When was my house built??

moo_
16 years ago

I am interested in finding out when an (apparently) 1840's home was actually built.

Deeds aren't mentioning a home, only the land acerage meets and bounds.

Is there any sources that I can tap into? I live in a small town in TX and we have limited resources as to historical information.

Any tips are appreciated.

Comments (14)

  • kframe19
    16 years ago
    last modified: 9 years ago

    You might be able to come up with something in the wills of the people who owned the land.

  • calliope
    16 years ago
    last modified: 9 years ago

    That can be a hard one, even if you do have access to a lot of data. I live in a house built circa 1820s to 1830s. I know the land was entered and purchased in 1811 from the original deed. The architectural details put it in the Federal period/style. I found an 1835 atlas and it shows a house (but what kind or style?) I'm suspecting it was this very one I live in, because by 1830 the land had been purchased by a man of means from Virgina who had set up the first mercantile in the township.....and the land had been habituated already for twenty years and he had the money to build a three course brick home with real window glass and a cellar. An 1800s history book of the county also mentioned the first real road in this township (in the early 1800s) starting at an established trail three miles away and ending at our house (store owner's name mentioned) and there were others in the township past the store owner, so I suspect it was for access to the mercantile and also the road house he operated.

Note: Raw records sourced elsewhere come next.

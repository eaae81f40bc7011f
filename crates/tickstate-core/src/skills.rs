//! Skill identifiers.

use serde::{Deserialize, Serialize};
use std::fmt;

/// A trainable skill.
#[derive(Clone, Copy, Debug, PartialEq, Eq, Hash, PartialOrd, Ord, Serialize, Deserialize)]
#[serde(rename_all = "snake_case")]
#[allow(missing_docs)]
pub enum Skill {
    Attack,
    Defence,
    Strength,
    Hitpoints,
    Ranged,
    Prayer,
    Magic,
    Cooking,
    Woodcutting,
    Fletching,
    Fishing,
    Firemaking,
    Crafting,
    Smithing,
    Mining,
    Herblore,
    Agility,
    Thieving,
    Slayer,
    Farming,
    Runecraft,
    Hunter,
    Construction,
}

impl Skill {
    /// Every skill, in the simulation's ordinal order.
    pub const ALL: [Skill; 23] = [
        Skill::Attack,
        Skill::Defence,
        Skill::Strength,
        Skill::Hitpoints,
        Skill::Ranged,
        Skill::Prayer,
        Skill::Magic,
        Skill::Cooking,
        Skill::Woodcutting,
        Skill::Fletching,
        Skill::Fishing,
        Skill::Firemaking,
        Skill::Crafting,
        Skill::Smithing,
        Skill::Mining,
        Skill::Herblore,
        Skill::Agility,
        Skill::Thieving,
        Skill::Slayer,
        Skill::Farming,
        Skill::Runecraft,
        Skill::Hunter,
        Skill::Construction,
    ];

    /// Skills whose boosted level feeds the combat snapshot.
    pub const COMBAT: [Skill; 7] = [
        Skill::Attack,
        Skill::Strength,
        Skill::Defence,
        Skill::Ranged,
        Skill::Magic,
        Skill::Hitpoints,
        Skill::Prayer,
    ];
}

impl fmt::Display for Skill {
    fn fmt(&self, f: &mut fmt::Formatter<'_>) -> fmt::Result {
        fmt::Debug::fmt(self, f)
    }
}

#[cfg(test)]
mod tests {
    use super::*;

    #[test]
    fn all_has_no_duplicates() {
        let mut sorted = Skill::ALL.to_vec();
        sorted.sort();
        sorted.dedup();
        assert_eq!(sorted.len(), Skill::ALL.len());
    }

    #[test]
    fn serde_snake_case() {
        let json = serde_json::to_string(&Skill::Hitpoints).unwrap();
        assert_eq!(json, "\"hitpoints\"");
    }
}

    The question is.........did a log cabin predate it and if it did for how long? The closest I have come yet to dating the brick home is a picture an ancestor of an even later owner showed to us. It was of a man in a Civil War uniform standing in front of our house. The stone sill of our front door was the very one we have now, and in the mid eighteen sixties, was already worn in the middle from footsteps, and there were foundation plantings of trees visible to either side of the door, and they were mature.

    You may not be able to ever get a written document to substantiate the date, but if there is any genealogical library in your county, look for the early history books or atlases. Many have lovely drawings of the early farms and homes or oral histories of the structures.

    If you can't find any of those, get some data on the building techniques used in the old homes. Most of our floor joists are not hewn, but trunks of trees, cut and hauled in behind a team or horses or oxen. But, the beams are hewn and it's obvious they weren't done by a circular saw. The cuts are straight. Circular saws in mills were not used before a certain date. Look to the exterior materials. Ours is soft brick and we unearthed the pits where they were made and the culls and unused brick, buried.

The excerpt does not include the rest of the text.